У всех разговоров о «Русском мире», то разгорающихся с начала 1990-х, то почти сходящих на нет, было несколько особенностей. Во-первых, почти не слышны были голоса самого «Русского мира». О нем говорили преимущественно те, кто остался в совпадении «русского» и «государственного», где неполнота - это скорее неполнота государства. Во-вторых, «Русскому миру» не хватало именно «русскости». Там, где он манифестировал себя, он проявлялся скорее как остаток «советского», возможность видеть «новую историческую общность», ставшую предметом иронии, - «советский народ». Союз с течением времени вполне сжился со статусом наследника Российской империи. Но произошло и обратное: «советский народ» стал другим вариантом «имперской нации», той «большой русской нации», проект которой революция 1917 г. разбила на «русских» (бывших «великоруссов»), «украинцев» (бывших «малороссов») и «белорусов» (бывших «белоруссов»).

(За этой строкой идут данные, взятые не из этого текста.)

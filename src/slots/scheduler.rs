//! Reshard scheduler: migrates every slot of a range.
//!
//! A single-slot range runs inline. Larger ranges get one task per slot,
//! admitted through a semaphore so at most `max_concurrent` slots are in
//! flight. A fatal slot failure closes the semaphore: slots not yet admitted
//! are skipped, slots already running finish on their own.

use std::collections::BTreeSet;
use std::sync::Arc;
use std::sync::atomic::{AtomicUsize, Ordering};

use tokio::sync::Semaphore;
use tokio::task::JoinSet;
use tracing::{error, info, warn};

use crate::client::{NodeClient, SlotRange, Transport};
use crate::config::ReshardConfig;
use crate::error::{ReshardError, Result};

use super::migration::{SlotMigrationTracker, SlotMigrator};

/// Counts slot migrations currently admitted and the highest count seen.
#[derive(Debug, Default)]
pub struct AdmissionGauge {
    active: AtomicUsize,
    peak: AtomicUsize,
}

impl AdmissionGauge {
    /// Register an admitted migration until the guard is dropped.
    pub fn enter(self: &Arc<Self>) -> AdmissionGuard {
        let now = self.active.fetch_add(1, Ordering::SeqCst) + 1;
        self.peak.fetch_max(now, Ordering::SeqCst);
        AdmissionGuard {
            gauge: Arc::clone(self),
        }
    }

    /// Migrations currently admitted.
    pub fn active(&self) -> usize {
        self.active.load(Ordering::SeqCst)
    }

    /// Highest number of migrations admitted at once.
    pub fn peak(&self) -> usize {
        self.peak.load(Ordering::SeqCst)
    }
}

/// Releases an admission on drop.
#[derive(Debug)]
pub struct AdmissionGuard {
    gauge: Arc<AdmissionGauge>,
}

impl Drop for AdmissionGuard {
    fn drop(&mut self) {
        self.gauge.active.fetch_sub(1, Ordering::SeqCst);
    }
}

/// A slot whose migration returned an error.
#[derive(Debug)]
pub struct SlotFailure {
    /// The slot.
    pub slot: u16,
    /// Why it failed.
    pub error: ReshardError,
}

/// Result of resharding one or more ranges.
#[derive(Debug, Default)]
pub struct ReshardReport {
    /// Finalized migrations, ordered by slot.
    pub migrated: Vec<SlotMigrationTracker>,
    /// Slots whose migration failed without halting the run.
    pub failed: Vec<SlotFailure>,
    /// Slots never started because the run was halted.
    pub skipped: Vec<u16>,
    /// Highest number of slots migrated at once.
    pub peak_concurrency: usize,
}

impl ReshardReport {
    /// Total keys moved across all finalized slots.
    pub fn keys_migrated(&self) -> u64 {
        self.migrated.iter().map(|t| t.keys_migrated).sum()
    }

    /// Slots that ended finalized.
    pub fn migrated_slots(&self) -> Vec<u16> {
        self.migrated.iter().map(|t| t.slot).collect()
    }

    /// Check if every slot was migrated.
    pub fn is_complete(&self) -> bool {
        self.failed.is_empty() && self.skipped.is_empty()
    }

    /// Fold another report into this one.
    pub fn merge(&mut self, other: ReshardReport) {
        self.migrated.extend(other.migrated);
        self.failed.extend(other.failed);
        self.skipped.extend(other.skipped);
        self.peak_concurrency = self.peak_concurrency.max(other.peak_concurrency);
    }
}

/// Moves slot ranges from a source master to a destination master.
pub struct Resharder<T> {
    source: Arc<NodeClient<T>>,
    destination: Arc<NodeClient<T>>,
    config: ReshardConfig,
}

impl<T: Transport + 'static> Resharder<T> {
    /// Create a resharder for two connected nodes.
    pub fn new(source: NodeClient<T>, destination: NodeClient<T>, config: ReshardConfig) -> Self {
        Self {
            source: Arc::new(source),
            destination: Arc::new(destination),
            config,
        }
    }

    /// Source node.
    pub fn source(&self) -> &NodeClient<T> {
        &self.source
    }

    /// Destination node.
    pub fn destination(&self) -> &NodeClient<T> {
        &self.destination
    }

    /// Migrate every slot of `range` from the source to the destination.
    ///
    /// Both nodes must be masters; otherwise nothing is changed. A single
    /// slot returns its own error directly. For larger ranges, non-fatal
    /// slot errors are collected in the report and a fatal one is returned
    /// once all admitted slots have finished.
    pub async fn reshard(&self, range: SlotRange) -> Result<ReshardReport> {
        self.config.validate()?;
        self.ensure_masters().await?;
        let migrator = Arc::new(self.slot_migrator().await?);

        if range.is_single() {
            let tracker = migrator.migrate(range.start()).await?;
            return Ok(ReshardReport {
                migrated: vec![tracker],
                peak_concurrency: 1,
                ..Default::default()
            });
        }

        self.migrate_range(migrator, range).await
    }

    async fn ensure_masters(&self) -> Result<()> {
        for node in [&self.source, &self.destination] {
            if !node.is_master().await {
                error!(node = %node.address(), "Reshard requires both nodes to be masters");
                return Err(ReshardError::NotMaster {
                    address: node.address().clone(),
                });
            }
        }
        Ok(())
    }

    async fn slot_migrator(&self) -> Result<SlotMigrator<T>> {
        let source_id = identity(&self.source).await?;
        let destination_id = identity(&self.destination).await?;
        info!(
            source = %self.source.address(),
            source_id = %source_id,
            destination = %self.destination.address(),
            destination_id = %destination_id,
            "Resolved node identities"
        );

        Ok(SlotMigrator::new(
            Arc::clone(&self.source),
            Arc::clone(&self.destination),
            source_id,
            destination_id,
            self.config.clone(),
        ))
    }

    async fn migrate_range(
        &self,
        migrator: Arc<SlotMigrator<T>>,
        range: SlotRange,
    ) -> Result<ReshardReport> {
        let gate = Arc::new(Semaphore::new(self.config.max_concurrent));
        let gauge = Arc::new(AdmissionGauge::default());
        let mut tasks = JoinSet::new();
        let mut unfinished: BTreeSet<u16> = range.slots().collect();

        for slot in range.slots() {
            let gate = Arc::clone(&gate);
            let gauge = Arc::clone(&gauge);
            let migrator = Arc::clone(&migrator);

            tasks.spawn(async move {
                // A closed gate means another slot failed fatally.
                let Ok(_permit) = Arc::clone(&gate).acquire_owned().await else {
                    return (slot, None);
                };
                let _admitted = gauge.enter();

                info!(slot, "Performing reshard of slot");
                let result = migrator.migrate(slot).await;
                if let Err(ref e) = result
                    && e.is_fatal()
                {
                    gate.close();
                }
                (slot, Some(result))
            });
        }

        let mut report = ReshardReport::default();
        let mut fatal: Option<ReshardError> = None;

        while let Some(joined) = tasks.join_next().await {
            let (slot, outcome) = match joined {
                Ok(joined) => joined,
                Err(e) => {
                    error!(error = %e, "Slot migration task panicked");
                    continue;
                }
            };
            unfinished.remove(&slot);

            match outcome {
                None => report.skipped.push(slot),
                Some(Ok(tracker)) => report.migrated.push(tracker),
                Some(Err(e)) if e.is_fatal() && fatal.is_none() => fatal = Some(e),
                Some(Err(e)) => {
                    error!(slot, error = %e, "Slot migration failed");
                    report.failed.push(SlotFailure { slot, error: e });
                }
            }
        }

        // Slots whose task panicked never reported back.
        for slot in unfinished {
            report.failed.push(SlotFailure {
                slot,
                error: ReshardError::Task(format!("migration task for slot {} panicked", slot)),
            });
        }

        report.migrated.sort_by_key(|t| t.slot);
        report.failed.sort_by_key(|f| f.slot);
        report.skipped.sort_unstable();
        report.peak_concurrency = gauge.peak();

        info!(
            range = %range,
            migrated = report.migrated.len(),
            failed = report.failed.len(),
            skipped = report.skipped.len(),
            keys = report.keys_migrated(),
            peak_concurrency = report.peak_concurrency,
            "Range reshard finished"
        );

        if let Some(e) = fatal {
            warn!(
                range = %range,
                skipped = report.skipped.len(),
                "Halting reshard after fatal slot failure"
            );
            return Err(e);
        }
        Ok(report)
    }
}

async fn identity<T: Transport>(node: &NodeClient<T>) -> Result<String> {
    node.identity().await.map_err(|e| ReshardError::Node {
        address: node.address().clone(),
        source: e,
    })
}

Проблема обозначилась в том, что за пределами этих обломков «советского» «Русский мир» оказался практически неуловим. Можно сколь угодно долго говорить о достижениях русской культуры и искусства, перебирая всем известные или мало известные имена, о мировом значении русской литературы и русского авангарда, о пермской деревянной скульптуре, о Толстом и Достоевском. Но из этого никак не вытекает желание принадлежать к «Русскому миру». Он не становится от этого привлекательнее или реальнее. Ведь то, что называют «миром», к чему принадлежат или желают принадлежать, - это способы проживания жизни, быт. На этом именно уровне «Русский мир» оказывается отсутствующим. Его практически невозможно увидеть, к нему сложно принадлежать при всем желании. Формы, которые он может предложить и которые предъявляются вовне, - музейные или фальшивые, как крепкие профессионалы, исполняющие «русские народные песни».

Иными словами, здесь нет образа жизни и образа целого, который был бы привлекателен для многих. Им невозможно соблазнить, увлечь, поскольку есть «фактическая жизнь». То, как «живется», как «сложилось», - лишенная мечты жизнь, которую можно опознать на бытовом, повседневном уровне. Не башни Кремля и не орудийный салют, а обыденное устройство жизни.

Правда, остается еще сила. Она может или соблазнять, или пугать. В наших реалиях Россия в большинстве случаев достаточно сильна для того, чтобы напугать окружающих, побуждая идти на все, ища от нее защиты. И одновременно слишком слаба, чтобы привлекать того, у кого есть выбор. Слишком слабая, чтобы привлечь, - и достаточно сильная, чтобы оттолкнуть. «Русский мир» в своей реальности работает как угроза, не принося ничего тем, кто к нему принадлежит. Он последовательно сокращается по мере того, как выстраиваются новые образы и новые реалии. Он остается лишь указанием на пустое место, которое могло бы быть чем-то заполнено: место, оставленное советским, как постиндустриальный пейзаж.

Над казаками или над паломниками, выстаивающими многочасовые очереди, чтобы поклониться святыне, над участниками крестных ходов в новостройках можно издеваться и долго изощрять свое остроумие. Это не отменит одного: все эти практики являются попытками создать бытовое измерение тому, что обозначается как «Русский мир».